AIM OF THE EXERCISE.
Write out, without any change, the lines in the material below that run from the line with "let region = field(REGION_COLUMN)?;" through the line with "let id: DataPointId", both included.

DATASET.
# # # # #

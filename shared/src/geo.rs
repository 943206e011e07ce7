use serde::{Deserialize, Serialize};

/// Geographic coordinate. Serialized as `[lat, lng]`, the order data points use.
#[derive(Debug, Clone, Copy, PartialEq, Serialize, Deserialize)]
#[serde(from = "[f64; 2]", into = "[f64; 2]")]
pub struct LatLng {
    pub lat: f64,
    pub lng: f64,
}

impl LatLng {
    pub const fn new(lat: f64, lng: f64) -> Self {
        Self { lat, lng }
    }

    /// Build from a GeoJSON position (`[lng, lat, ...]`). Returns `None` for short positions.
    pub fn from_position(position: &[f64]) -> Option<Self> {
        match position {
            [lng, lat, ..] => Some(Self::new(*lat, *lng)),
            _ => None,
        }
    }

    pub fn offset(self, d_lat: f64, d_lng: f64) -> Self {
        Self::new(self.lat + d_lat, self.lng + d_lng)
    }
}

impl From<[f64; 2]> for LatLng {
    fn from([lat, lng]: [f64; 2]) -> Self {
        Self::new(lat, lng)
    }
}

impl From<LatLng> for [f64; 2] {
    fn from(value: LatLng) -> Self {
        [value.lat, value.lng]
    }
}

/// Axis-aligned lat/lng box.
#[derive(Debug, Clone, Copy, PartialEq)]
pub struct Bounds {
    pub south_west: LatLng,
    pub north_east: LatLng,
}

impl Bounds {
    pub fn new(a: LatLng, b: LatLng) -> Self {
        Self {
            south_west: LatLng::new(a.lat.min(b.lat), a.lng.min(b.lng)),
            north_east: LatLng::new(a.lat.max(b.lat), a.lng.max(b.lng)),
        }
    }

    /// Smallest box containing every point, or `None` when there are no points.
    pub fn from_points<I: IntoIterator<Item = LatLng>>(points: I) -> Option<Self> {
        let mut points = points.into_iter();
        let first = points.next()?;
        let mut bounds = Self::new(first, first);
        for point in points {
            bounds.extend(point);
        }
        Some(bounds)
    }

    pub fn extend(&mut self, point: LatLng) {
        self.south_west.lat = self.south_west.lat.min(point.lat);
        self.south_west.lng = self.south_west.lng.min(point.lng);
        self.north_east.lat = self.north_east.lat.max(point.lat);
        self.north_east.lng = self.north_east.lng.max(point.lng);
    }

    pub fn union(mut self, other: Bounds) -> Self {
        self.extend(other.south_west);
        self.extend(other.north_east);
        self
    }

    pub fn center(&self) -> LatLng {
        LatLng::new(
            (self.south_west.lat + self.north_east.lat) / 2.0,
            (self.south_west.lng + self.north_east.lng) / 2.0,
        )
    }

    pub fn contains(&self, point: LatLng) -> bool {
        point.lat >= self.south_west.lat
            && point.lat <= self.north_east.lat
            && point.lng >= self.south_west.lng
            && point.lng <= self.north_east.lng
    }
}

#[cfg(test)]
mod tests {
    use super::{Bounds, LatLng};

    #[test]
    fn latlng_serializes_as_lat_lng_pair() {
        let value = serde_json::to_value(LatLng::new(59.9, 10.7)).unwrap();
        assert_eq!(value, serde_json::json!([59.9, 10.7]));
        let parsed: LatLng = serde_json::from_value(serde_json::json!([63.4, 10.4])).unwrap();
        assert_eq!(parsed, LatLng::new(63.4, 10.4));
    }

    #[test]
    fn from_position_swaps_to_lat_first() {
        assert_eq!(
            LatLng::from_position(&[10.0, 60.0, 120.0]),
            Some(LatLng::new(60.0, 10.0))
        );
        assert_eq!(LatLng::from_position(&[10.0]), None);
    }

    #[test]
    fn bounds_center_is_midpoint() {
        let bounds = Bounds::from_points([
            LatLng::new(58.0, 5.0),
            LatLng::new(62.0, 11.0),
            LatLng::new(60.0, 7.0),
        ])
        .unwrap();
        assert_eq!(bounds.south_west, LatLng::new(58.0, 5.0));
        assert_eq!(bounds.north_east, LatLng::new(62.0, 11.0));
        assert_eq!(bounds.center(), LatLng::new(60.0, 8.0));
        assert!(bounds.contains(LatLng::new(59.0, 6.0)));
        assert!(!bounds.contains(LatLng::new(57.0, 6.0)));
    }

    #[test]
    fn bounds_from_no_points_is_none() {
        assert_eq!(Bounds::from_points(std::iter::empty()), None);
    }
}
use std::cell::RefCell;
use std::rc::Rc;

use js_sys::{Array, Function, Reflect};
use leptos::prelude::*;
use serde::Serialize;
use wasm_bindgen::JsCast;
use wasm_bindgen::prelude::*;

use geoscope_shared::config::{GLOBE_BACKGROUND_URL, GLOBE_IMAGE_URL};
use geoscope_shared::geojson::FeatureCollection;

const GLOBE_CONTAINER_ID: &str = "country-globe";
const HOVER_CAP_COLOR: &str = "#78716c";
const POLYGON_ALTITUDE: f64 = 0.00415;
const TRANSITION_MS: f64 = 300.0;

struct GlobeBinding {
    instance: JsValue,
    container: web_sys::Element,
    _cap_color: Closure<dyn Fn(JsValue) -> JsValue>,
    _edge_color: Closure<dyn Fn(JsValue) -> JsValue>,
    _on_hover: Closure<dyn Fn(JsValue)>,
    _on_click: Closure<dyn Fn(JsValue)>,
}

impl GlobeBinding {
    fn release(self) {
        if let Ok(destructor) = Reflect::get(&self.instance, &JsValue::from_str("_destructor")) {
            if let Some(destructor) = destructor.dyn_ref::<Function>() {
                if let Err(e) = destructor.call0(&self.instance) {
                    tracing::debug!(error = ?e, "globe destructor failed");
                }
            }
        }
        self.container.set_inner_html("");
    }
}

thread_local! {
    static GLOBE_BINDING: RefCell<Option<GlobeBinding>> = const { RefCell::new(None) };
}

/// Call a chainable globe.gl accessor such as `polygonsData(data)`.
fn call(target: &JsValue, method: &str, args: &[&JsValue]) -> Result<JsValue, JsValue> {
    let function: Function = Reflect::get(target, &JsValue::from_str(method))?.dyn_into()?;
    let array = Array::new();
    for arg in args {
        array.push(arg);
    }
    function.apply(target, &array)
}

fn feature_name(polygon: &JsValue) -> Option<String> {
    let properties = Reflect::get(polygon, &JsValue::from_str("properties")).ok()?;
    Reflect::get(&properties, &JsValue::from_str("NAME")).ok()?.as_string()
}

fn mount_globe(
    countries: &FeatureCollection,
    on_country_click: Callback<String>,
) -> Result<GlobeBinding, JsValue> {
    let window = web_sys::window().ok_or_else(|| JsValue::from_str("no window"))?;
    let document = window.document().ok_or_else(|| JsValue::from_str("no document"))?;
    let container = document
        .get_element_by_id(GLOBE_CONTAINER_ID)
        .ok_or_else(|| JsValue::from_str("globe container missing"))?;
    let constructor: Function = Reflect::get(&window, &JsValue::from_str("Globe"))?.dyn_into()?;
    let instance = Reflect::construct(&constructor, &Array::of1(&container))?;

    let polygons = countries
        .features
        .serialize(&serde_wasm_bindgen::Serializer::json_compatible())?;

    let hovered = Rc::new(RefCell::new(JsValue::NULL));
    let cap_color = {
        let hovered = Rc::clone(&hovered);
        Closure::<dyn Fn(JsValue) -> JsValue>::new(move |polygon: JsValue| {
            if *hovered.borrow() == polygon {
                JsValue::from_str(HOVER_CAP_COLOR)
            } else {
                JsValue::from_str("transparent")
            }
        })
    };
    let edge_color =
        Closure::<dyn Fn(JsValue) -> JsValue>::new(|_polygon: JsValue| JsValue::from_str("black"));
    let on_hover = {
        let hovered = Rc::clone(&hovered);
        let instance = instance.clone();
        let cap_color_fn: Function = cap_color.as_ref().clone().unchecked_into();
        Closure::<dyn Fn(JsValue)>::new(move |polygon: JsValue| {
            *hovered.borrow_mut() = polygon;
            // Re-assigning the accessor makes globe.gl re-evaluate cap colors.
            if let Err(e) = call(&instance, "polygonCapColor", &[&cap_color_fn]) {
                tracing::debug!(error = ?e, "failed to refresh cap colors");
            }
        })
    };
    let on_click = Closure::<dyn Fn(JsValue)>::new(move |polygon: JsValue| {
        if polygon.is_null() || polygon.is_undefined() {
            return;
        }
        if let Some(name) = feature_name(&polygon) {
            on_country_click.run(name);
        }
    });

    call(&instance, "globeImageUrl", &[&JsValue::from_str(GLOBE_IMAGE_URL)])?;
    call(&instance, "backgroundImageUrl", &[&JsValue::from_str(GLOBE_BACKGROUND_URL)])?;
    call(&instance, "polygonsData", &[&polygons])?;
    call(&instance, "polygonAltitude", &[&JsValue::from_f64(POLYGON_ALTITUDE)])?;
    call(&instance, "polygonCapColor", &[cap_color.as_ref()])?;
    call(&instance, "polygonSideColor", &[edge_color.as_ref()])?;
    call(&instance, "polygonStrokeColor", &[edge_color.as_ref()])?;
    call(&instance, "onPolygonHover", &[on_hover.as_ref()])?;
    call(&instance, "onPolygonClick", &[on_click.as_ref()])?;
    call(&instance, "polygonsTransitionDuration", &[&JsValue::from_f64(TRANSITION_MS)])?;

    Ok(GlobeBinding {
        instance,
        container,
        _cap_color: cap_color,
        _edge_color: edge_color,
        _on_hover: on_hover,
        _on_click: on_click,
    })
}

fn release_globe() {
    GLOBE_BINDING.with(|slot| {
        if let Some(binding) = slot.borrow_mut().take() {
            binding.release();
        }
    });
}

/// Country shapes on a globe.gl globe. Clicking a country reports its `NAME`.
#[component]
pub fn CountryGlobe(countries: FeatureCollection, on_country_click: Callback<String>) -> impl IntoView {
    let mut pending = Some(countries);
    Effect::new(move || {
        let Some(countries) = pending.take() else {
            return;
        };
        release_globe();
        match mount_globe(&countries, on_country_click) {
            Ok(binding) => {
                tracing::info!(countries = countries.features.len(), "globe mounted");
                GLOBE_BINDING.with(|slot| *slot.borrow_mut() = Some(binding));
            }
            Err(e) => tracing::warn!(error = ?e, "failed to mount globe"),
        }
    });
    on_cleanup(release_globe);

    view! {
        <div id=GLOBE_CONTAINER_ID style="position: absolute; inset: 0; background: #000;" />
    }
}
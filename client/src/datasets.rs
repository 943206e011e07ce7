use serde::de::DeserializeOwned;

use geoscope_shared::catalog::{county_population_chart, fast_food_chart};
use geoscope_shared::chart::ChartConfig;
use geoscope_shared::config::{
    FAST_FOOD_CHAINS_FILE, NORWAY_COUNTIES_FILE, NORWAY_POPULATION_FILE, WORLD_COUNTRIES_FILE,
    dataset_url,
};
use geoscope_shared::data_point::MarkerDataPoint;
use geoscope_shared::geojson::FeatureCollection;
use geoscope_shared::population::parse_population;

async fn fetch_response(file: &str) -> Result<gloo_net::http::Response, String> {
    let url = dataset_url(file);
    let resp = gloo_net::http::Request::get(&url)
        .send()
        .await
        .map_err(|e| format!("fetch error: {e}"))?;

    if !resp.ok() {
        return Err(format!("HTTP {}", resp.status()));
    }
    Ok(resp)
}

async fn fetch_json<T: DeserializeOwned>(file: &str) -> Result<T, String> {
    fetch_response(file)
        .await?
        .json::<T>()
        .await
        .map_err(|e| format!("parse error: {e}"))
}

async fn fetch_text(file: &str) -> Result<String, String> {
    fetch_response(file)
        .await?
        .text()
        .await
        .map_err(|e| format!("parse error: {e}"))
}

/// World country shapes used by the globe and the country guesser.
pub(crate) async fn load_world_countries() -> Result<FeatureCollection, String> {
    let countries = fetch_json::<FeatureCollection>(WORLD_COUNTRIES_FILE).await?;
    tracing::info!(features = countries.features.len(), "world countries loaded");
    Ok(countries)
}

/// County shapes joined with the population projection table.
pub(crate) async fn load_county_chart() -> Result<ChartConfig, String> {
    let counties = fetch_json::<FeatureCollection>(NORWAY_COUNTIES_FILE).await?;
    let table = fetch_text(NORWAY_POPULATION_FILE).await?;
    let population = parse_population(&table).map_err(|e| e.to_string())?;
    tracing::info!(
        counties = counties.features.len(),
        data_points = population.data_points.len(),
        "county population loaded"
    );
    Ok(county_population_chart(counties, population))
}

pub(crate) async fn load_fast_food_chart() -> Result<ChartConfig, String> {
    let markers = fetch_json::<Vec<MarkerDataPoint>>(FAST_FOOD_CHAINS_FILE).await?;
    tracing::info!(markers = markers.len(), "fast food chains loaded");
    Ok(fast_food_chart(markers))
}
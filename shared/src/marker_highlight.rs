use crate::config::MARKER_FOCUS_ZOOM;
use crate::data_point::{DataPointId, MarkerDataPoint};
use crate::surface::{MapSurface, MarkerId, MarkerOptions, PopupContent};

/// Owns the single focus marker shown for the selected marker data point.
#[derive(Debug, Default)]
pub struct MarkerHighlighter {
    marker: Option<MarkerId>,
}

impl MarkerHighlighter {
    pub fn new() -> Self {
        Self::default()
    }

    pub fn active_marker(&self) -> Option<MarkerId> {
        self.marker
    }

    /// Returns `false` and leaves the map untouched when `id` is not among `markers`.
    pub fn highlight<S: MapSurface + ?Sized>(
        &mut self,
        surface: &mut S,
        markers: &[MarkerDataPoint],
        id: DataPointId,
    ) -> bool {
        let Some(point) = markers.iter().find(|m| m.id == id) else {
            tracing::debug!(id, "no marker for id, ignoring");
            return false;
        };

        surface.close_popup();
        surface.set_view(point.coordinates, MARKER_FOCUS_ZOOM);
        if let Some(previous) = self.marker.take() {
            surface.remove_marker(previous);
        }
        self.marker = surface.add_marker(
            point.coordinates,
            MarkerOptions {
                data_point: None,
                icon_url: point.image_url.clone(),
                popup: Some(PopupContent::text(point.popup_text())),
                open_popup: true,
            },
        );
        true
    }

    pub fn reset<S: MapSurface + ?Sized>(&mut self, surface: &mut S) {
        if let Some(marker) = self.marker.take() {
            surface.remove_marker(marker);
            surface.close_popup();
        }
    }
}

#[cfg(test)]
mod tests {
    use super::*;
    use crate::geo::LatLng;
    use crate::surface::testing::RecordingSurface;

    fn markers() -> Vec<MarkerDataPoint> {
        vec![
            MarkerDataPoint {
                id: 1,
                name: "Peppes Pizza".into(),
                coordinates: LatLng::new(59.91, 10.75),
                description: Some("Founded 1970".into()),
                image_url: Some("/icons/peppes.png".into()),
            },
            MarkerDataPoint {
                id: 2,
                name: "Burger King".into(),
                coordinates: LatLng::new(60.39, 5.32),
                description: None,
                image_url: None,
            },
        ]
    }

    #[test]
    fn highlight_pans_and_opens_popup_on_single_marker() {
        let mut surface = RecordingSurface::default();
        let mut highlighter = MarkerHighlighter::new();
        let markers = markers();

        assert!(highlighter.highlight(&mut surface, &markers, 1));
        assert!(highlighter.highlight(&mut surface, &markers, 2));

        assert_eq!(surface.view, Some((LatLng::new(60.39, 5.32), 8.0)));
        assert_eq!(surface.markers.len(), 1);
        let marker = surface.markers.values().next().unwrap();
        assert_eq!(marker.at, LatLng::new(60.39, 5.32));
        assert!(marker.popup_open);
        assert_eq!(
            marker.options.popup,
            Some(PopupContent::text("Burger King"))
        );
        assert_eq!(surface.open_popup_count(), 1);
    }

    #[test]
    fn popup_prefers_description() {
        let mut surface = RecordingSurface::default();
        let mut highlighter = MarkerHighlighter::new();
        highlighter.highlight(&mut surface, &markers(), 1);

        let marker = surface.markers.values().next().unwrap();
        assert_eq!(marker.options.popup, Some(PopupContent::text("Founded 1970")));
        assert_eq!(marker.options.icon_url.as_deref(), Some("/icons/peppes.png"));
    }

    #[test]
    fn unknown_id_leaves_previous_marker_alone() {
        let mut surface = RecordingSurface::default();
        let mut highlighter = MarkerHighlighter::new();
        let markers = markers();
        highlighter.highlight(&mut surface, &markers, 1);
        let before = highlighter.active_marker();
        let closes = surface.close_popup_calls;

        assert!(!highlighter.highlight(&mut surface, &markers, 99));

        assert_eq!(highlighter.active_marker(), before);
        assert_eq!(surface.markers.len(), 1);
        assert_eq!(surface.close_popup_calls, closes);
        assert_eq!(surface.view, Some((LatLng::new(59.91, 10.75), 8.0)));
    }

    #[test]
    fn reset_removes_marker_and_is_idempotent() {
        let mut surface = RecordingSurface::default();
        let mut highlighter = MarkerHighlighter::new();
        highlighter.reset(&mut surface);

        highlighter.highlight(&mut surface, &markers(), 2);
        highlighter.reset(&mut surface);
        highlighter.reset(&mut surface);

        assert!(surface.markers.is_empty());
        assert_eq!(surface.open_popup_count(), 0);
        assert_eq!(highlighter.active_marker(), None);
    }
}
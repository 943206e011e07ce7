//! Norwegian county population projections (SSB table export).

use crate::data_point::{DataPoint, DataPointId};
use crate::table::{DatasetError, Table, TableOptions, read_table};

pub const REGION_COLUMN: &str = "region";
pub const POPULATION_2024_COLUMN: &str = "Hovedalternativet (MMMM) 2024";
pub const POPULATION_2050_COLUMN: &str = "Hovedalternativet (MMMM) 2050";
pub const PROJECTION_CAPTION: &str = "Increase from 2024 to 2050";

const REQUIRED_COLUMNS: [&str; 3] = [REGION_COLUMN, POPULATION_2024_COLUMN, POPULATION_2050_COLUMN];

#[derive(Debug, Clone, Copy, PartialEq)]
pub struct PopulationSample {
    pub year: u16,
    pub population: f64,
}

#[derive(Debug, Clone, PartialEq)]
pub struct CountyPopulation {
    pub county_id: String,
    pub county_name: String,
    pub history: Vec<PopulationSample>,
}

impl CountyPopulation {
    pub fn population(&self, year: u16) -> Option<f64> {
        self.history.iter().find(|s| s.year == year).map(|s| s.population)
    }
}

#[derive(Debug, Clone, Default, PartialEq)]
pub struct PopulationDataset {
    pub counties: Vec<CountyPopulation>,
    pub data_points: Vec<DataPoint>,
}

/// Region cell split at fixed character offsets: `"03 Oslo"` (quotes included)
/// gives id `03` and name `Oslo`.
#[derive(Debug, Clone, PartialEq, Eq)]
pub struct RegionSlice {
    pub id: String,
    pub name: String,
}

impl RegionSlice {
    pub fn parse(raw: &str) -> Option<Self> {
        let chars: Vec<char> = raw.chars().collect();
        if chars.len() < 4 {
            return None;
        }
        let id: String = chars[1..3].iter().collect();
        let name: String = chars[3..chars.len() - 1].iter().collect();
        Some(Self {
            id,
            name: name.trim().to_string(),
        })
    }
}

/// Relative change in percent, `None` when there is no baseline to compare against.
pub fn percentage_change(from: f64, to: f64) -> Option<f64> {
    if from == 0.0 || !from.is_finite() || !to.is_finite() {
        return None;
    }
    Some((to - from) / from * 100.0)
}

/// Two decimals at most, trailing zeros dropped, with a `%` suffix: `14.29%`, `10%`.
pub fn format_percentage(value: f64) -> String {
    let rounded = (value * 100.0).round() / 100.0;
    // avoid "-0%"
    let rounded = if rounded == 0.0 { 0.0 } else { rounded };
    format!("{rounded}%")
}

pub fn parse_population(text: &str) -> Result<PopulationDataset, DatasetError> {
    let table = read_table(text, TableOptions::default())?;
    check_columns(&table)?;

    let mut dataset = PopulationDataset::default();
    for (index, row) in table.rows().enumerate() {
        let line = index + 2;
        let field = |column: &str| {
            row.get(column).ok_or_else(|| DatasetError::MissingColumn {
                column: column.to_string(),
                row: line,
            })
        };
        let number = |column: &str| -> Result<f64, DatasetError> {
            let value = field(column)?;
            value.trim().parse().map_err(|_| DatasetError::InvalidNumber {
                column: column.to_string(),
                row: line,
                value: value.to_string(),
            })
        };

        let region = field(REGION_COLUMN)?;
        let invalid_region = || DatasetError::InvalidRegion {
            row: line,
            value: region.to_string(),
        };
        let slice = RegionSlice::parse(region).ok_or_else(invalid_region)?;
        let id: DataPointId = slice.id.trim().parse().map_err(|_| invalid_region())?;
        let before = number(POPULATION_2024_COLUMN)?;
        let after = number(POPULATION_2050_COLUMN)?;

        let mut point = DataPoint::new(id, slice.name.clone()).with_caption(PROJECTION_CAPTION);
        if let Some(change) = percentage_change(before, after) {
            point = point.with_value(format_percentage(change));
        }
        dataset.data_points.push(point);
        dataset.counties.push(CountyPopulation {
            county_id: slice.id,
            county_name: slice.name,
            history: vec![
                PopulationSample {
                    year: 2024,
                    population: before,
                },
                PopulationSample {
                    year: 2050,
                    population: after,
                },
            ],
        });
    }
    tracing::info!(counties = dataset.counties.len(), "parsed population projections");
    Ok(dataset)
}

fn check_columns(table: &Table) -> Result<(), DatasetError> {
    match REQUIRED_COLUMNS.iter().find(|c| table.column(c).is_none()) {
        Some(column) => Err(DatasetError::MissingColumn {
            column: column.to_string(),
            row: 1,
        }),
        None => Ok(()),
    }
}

# # # # #

RESPONSE BELOW.
        let region = field(REGION_COLUMN)?;
        let invalid_region = || DatasetError::InvalidRegion {
            row: line,
            value: region.to_string(),
        };
        let slice = RegionSlice::parse(region).ok_or_else(invalid_region)?;
        let id: DataPointId = slice.id.trim().parse().map_err(|_| invalid_region())?;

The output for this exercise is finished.